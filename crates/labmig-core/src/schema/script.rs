//! Text-level handling of table creation scripts.
//!
//! Nothing here touches a database: scripts are cleaned, split into
//! statements and scanned for created and referenced tables.

use crate::csv_import::{ColumnType, CsvColumnDefinition, CsvSchema};
use regex::Regex;
use std::collections::BTreeSet;
use std::sync::LazyLock;

static CREATE_TABLE: LazyLock<Regex> = LazyLock::new(|| {
    Regex::new(r#"(?i)\bCREATE\s+TABLE\s+(?:IF\s+NOT\s+EXISTS\s+)?(?:[\["`]?\w+[\]"`]?\.)?[\["`]?(\w+)[\]"`]?"#)
        .expect("create table regex must compile")
});

static REFERENCES: LazyLock<Regex> = LazyLock::new(|| {
    Regex::new(r#"(?i)\bREFERENCES\s+(?:[\["`]?\w+[\]"`]?\.)?[\["`]?(\w+)[\]"`]?\s*\("#)
        .expect("references regex must compile")
});

static SCHEMA_QUALIFIER: LazyLock<Regex> = LazyLock::new(|| {
    Regex::new(r"(?i)(?:\[dbo\]|\bdbo)\.").expect("schema qualifier regex must compile")
});

static SESSION_LINE: LazyLock<Regex> = LazyLock::new(|| {
    Regex::new(r"(?im)^\s*(?:GO|USE\s+\S+|SET\s+(?:ANSI_NULLS|QUOTED_IDENTIFIER)\s+\w+)\s*;?\s*$")
        .expect("session line regex must compile")
});

static DELETE_WITHOUT_WHERE: LazyLock<Regex> = LazyLock::new(|| {
    Regex::new(r"(?is)^\s*DELETE\s+FROM\s+\S+\s*$").expect("delete regex must compile")
});

static ALTER_DROP: LazyLock<Regex> = LazyLock::new(|| {
    Regex::new(r"(?is)^\s*ALTER\s+TABLE\s+\S+\s+DROP\b").expect("alter drop regex must compile")
});

static LENGTH: LazyLock<Regex> =
    LazyLock::new(|| Regex::new(r"\(\s*(\d+)\s*\)").expect("length regex must compile"));

/// Remove `--` and `/* */` comments outside string literals.
pub fn strip_comments(sql: &str) -> String {
    let mut out = String::with_capacity(sql.len());
    let mut chars = sql.chars().peekable();
    let mut quote: Option<char> = None;

    while let Some(c) = chars.next() {
        if let Some(q) = quote {
            out.push(c);
            if c == q {
                quote = None;
            }
            continue;
        }
        match c {
            '\'' | '"' => {
                quote = Some(c);
                out.push(c);
            }
            '-' if chars.peek() == Some(&'-') => {
                for next in chars.by_ref() {
                    if next == '\n' {
                        out.push('\n');
                        break;
                    }
                }
            }
            '/' if chars.peek() == Some(&'*') => {
                chars.next();
                let mut prev = '\0';
                for next in chars.by_ref() {
                    if prev == '*' && next == '/' {
                        break;
                    }
                    prev = next;
                }
                out.push(' ');
            }
            _ => out.push(c),
        }
    }
    out
}

/// Normalize a script for SQLite: drop comments, batch separators, session
/// settings and `dbo` schema qualifiers.
pub fn clean_script(sql: &str) -> String {
    let without_comments = strip_comments(sql);
    let without_session = SESSION_LINE.replace_all(&without_comments, "");
    SCHEMA_QUALIFIER.replace_all(&without_session, "").into_owned()
}

/// Split on `;` outside quotes and brackets, dropping empty statements.
pub fn split_statements(sql: &str) -> Vec<String> {
    let mut statements = Vec::new();
    let mut current = String::new();
    let mut quote: Option<char> = None;

    for c in sql.chars() {
        match quote {
            Some(q) => {
                current.push(c);
                if c == q {
                    quote = None;
                }
            }
            None => match c {
                ';' => {
                    push_statement(&mut statements, &current);
                    current.clear();
                }
                '\'' | '"' | '`' => {
                    quote = Some(c);
                    current.push(c);
                }
                '[' => {
                    quote = Some(']');
                    current.push(c);
                }
                _ => current.push(c),
            },
        }
    }
    push_statement(&mut statements, &current);
    statements
}

fn push_statement(statements: &mut Vec<String>, statement: &str) {
    let trimmed = statement.trim();
    if !trimmed.is_empty() {
        statements.push(trimmed.to_string());
    }
}

/// Clean a script and split it into executable statements.
pub fn prepare_statements(sql: &str) -> Vec<String> {
    split_statements(&clean_script(sql))
}

/// Tables created by the script, in order of appearance.
pub fn created_tables(sql: &str) -> Vec<String> {
    let mut seen = BTreeSet::new();
    CREATE_TABLE
        .captures_iter(sql)
        .filter_map(|c| c.get(1).map(|m| m.as_str().to_string()))
        .filter(|name| seen.insert(name.to_ascii_lowercase()))
        .collect()
}

/// Tables named in `REFERENCES` clauses.
pub fn referenced_tables(sql: &str) -> BTreeSet<String> {
    REFERENCES
        .captures_iter(sql)
        .filter_map(|c| c.get(1).map(|m| m.as_str().to_string()))
        .collect()
}

/// Whether parentheses balance outside string literals.
pub fn parentheses_balanced(sql: &str) -> bool {
    let mut depth: i64 = 0;
    let mut quote: Option<char> = None;
    for c in sql.chars() {
        if let Some(q) = quote {
            if c == q {
                quote = None;
            }
            continue;
        }
        match c {
            '\'' | '"' => quote = Some(c),
            '(' => depth += 1,
            ')' => {
                depth -= 1;
                if depth < 0 {
                    return false;
                }
            }
            _ => {}
        }
    }
    depth == 0
}

/// Warnings for statements outside the safe subset.
pub fn statement_warnings(statements: &[String]) -> Vec<String> {
    let mut warnings = Vec::new();
    for statement in statements {
        let upper = statement.trim_start().to_ascii_uppercase();
        let summary = summarize(statement);

        if upper.starts_with("DROP ") {
            warnings.push(format!("Script drops objects: {}", summary));
        } else if upper.starts_with("TRUNCATE ") {
            warnings.push(format!("Script truncates a table: {}", summary));
        } else if ALTER_DROP.is_match(statement) {
            warnings.push(format!("Script drops columns or constraints: {}", summary));
        } else if DELETE_WITHOUT_WHERE.is_match(statement) {
            warnings.push(format!("DELETE without WHERE clause: {}", summary));
        } else if !is_safe_statement(&upper) {
            warnings.push(format!("Unsupported statement: {}", summary));
        }
    }
    warnings
}

fn is_safe_statement(upper: &str) -> bool {
    const SAFE_PREFIXES: [&str; 7] = [
        "CREATE TABLE",
        "CREATE INDEX",
        "CREATE UNIQUE INDEX",
        "CREATE VIEW",
        "INSERT ",
        "ALTER TABLE",
        "DELETE ",
    ];
    let normalized: String = upper.split_whitespace().collect::<Vec<_>>().join(" ");
    SAFE_PREFIXES.iter().any(|p| normalized.starts_with(p))
}

fn summarize(statement: &str) -> String {
    let line = statement.split_whitespace().collect::<Vec<_>>().join(" ");
    if line.chars().count() > 80 {
        format!("{}...", line.chars().take(80).collect::<String>())
    } else {
        line
    }
}

/// Map a declared SQL column type to a CSV coercion target and length limit.
pub fn column_type_for(declared: &str) -> (ColumnType, Option<usize>) {
    let upper = declared
        .replace(['[', ']', '"', '`'], "")
        .trim()
        .to_ascii_uppercase();
    let base = upper
        .split(|c: char| c == '(' || c.is_whitespace())
        .next()
        .unwrap_or_default();

    let column_type = match base {
        "INT" | "INTEGER" | "BIGINT" | "SMALLINT" | "TINYINT" => ColumnType::Integer,
        "BIT" | "BOOL" | "BOOLEAN" => ColumnType::Boolean,
        "DECIMAL" | "NUMERIC" | "FLOAT" | "REAL" | "DOUBLE" | "MONEY" | "SMALLMONEY" => {
            ColumnType::Decimal
        }
        "DATE" | "DATETIME" | "DATETIME2" | "SMALLDATETIME" | "DATETIMEOFFSET" | "TIMESTAMP" => {
            ColumnType::DateTime
        }
        _ => ColumnType::String,
    };

    let max_length = match column_type {
        ColumnType::String => LENGTH
            .captures(&upper)
            .and_then(|c| c.get(1))
            .and_then(|m| m.as_str().parse().ok()),
        _ => None,
    };
    (column_type, max_length)
}

/// Derive a CSV schema from the first CREATE TABLE statement in `sql`.
///
/// NOT NULL columns without a default or identity are required; `(n)` on
/// character types becomes the maximum length.
pub fn schema_from_create_table(sql: &str) -> Option<CsvSchema> {
    let cleaned = clean_script(sql);
    let captures = CREATE_TABLE.captures(&cleaned)?;
    let table_name = captures.get(1)?.as_str().to_string();
    let after_name = captures.get(0)?.end();
    let body = parenthesized_body(&cleaned[after_name..])?;

    let columns = split_top_level(body)
        .into_iter()
        .filter_map(|definition| column_definition(&definition))
        .collect();

    Some(CsvSchema {
        table_name,
        columns,
        validation_rules: Vec::new(),
    })
}

fn parenthesized_body(text: &str) -> Option<&str> {
    let start = text.find('(')?;
    let mut depth = 0usize;
    for (offset, c) in text[start..].char_indices() {
        match c {
            '(' => depth += 1,
            ')' => {
                depth -= 1;
                if depth == 0 {
                    return Some(&text[start + 1..start + offset]);
                }
            }
            _ => {}
        }
    }
    None
}

fn split_top_level(body: &str) -> Vec<String> {
    let mut parts = Vec::new();
    let mut current = String::new();
    let mut depth = 0usize;
    for c in body.chars() {
        match c {
            '(' => {
                depth += 1;
                current.push(c);
            }
            ')' => {
                depth = depth.saturating_sub(1);
                current.push(c);
            }
            ',' if depth == 0 => {
                parts.push(current.trim().to_string());
                current.clear();
            }
            _ => current.push(c),
        }
    }
    if !current.trim().is_empty() {
        parts.push(current.trim().to_string());
    }
    parts
}

fn column_definition(definition: &str) -> Option<CsvColumnDefinition> {
    let upper = definition.to_ascii_uppercase();
    const TABLE_CONSTRAINTS: [&str; 6] =
        ["CONSTRAINT", "PRIMARY", "FOREIGN", "UNIQUE", "CHECK", "INDEX"];
    let first_word = upper.split_whitespace().next()?;
    if TABLE_CONSTRAINTS.contains(&first_word) {
        return None;
    }

    let mut tokens = definition.split_whitespace();
    let name = tokens
        .next()?
        .trim_matches(|c| matches!(c, '[' | ']' | '"' | '`'))
        .to_string();
    let declared: String = tokens.collect::<Vec<_>>().join(" ");
    let (data_type, max_length) = column_type_for(&declared);

    let generated = upper.contains("IDENTITY") || upper.contains("AUTOINCREMENT");
    let is_required = upper.contains("NOT NULL") && !upper.contains("DEFAULT") && !generated;

    Some(CsvColumnDefinition {
        name,
        data_type,
        is_required,
        max_length,
    })
}

#[cfg(test)]
mod tests {
    use super::*;

    const SQL_SERVER_SCRIPT: &str = r#"
USE [LabResults]
GO
SET ANSI_NULLS ON
GO
SET QUOTED_IDENTIFIER ON
GO
-- sample results
CREATE TABLE [dbo].[TestReadings](
    [sampleID] [int] NOT NULL,
    [testID] [smallint] NOT NULL,
    [value1] [float] NULL,
    [status] [nvarchar](10) NOT NULL DEFAULT 'open', /* workflow */
    [entryDate] [datetime] NULL,
    CONSTRAINT FK_Test FOREIGN KEY ([testID]) REFERENCES [dbo].[Test] ([ID])
);
GO
"#;

    #[test]
    fn test_clean_script_removes_session_noise() {
        let cleaned = clean_script(SQL_SERVER_SCRIPT);
        assert!(!cleaned.contains("GO"));
        assert!(!cleaned.contains("USE"));
        assert!(!cleaned.contains("ANSI_NULLS"));
        assert!(!cleaned.contains("sample results"));
        assert!(!cleaned.contains("workflow"));
        assert!(!cleaned.contains("dbo"));
        assert!(cleaned.contains("CREATE TABLE [TestReadings]"));
    }

    #[test]
    fn test_split_respects_quotes() {
        let statements = split_statements("INSERT INTO t VALUES ('a;b'); CREATE TABLE [x;y] (id INT);;");
        assert_eq!(statements.len(), 2);
        assert_eq!(statements[0], "INSERT INTO t VALUES ('a;b')");
    }

    #[test]
    fn test_detects_created_and_referenced_tables() {
        assert_eq!(created_tables(SQL_SERVER_SCRIPT), vec!["TestReadings"]);
        let referenced = referenced_tables(SQL_SERVER_SCRIPT);
        assert_eq!(referenced.into_iter().collect::<Vec<_>>(), vec!["Test"]);
    }

    #[test]
    fn test_parentheses_balance() {
        assert!(parentheses_balanced("CREATE TABLE t (a INT, b VARCHAR(5))"));
        assert!(!parentheses_balanced("CREATE TABLE t (a INT, b VARCHAR(5)"));
        assert!(parentheses_balanced("INSERT INTO t VALUES (')')"));
    }

    #[test]
    fn test_statement_warnings() {
        let statements = vec![
            "CREATE TABLE t (a INT)".to_string(),
            "DROP TABLE old".to_string(),
            "DELETE FROM t".to_string(),
            "DELETE FROM t WHERE a = 1".to_string(),
            "ALTER TABLE t DROP COLUMN a".to_string(),
            "EXEC sp_rename 'a', 'b'".to_string(),
        ];
        let warnings = statement_warnings(&statements);
        assert_eq!(warnings.len(), 4);
        assert!(warnings[0].contains("drops objects"));
        assert!(warnings[3].starts_with("Unsupported statement"));
    }

    #[test]
    fn test_schema_from_create_table() {
        let schema = schema_from_create_table(SQL_SERVER_SCRIPT).unwrap();
        assert_eq!(schema.table_name, "TestReadings");
        assert_eq!(schema.columns.len(), 5);

        let sample = schema.column("sampleid").unwrap();
        assert_eq!(sample.data_type, ColumnType::Integer);
        assert!(sample.is_required);

        let status = schema.column("status").unwrap();
        assert_eq!(status.data_type, ColumnType::String);
        assert_eq!(status.max_length, Some(10));
        assert!(!status.is_required);

        assert_eq!(schema.column("value1").unwrap().data_type, ColumnType::Decimal);
        assert_eq!(schema.column("entryDate").unwrap().data_type, ColumnType::DateTime);
    }

    #[test]
    fn test_column_type_mapping() {
        assert_eq!(column_type_for("INTEGER PRIMARY KEY"), (ColumnType::Integer, None));
        assert_eq!(column_type_for("bit"), (ColumnType::Boolean, None));
        assert_eq!(column_type_for("NVARCHAR(MAX)"), (ColumnType::String, None));
        assert_eq!(column_type_for("TEXT"), (ColumnType::String, None));
        assert_eq!(column_type_for("decimal(9,2)"), (ColumnType::Decimal, None));
    }
}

***

What the task requires: If a line in the data holds the word "parts", count it, then state the total alone.

Answer space: 4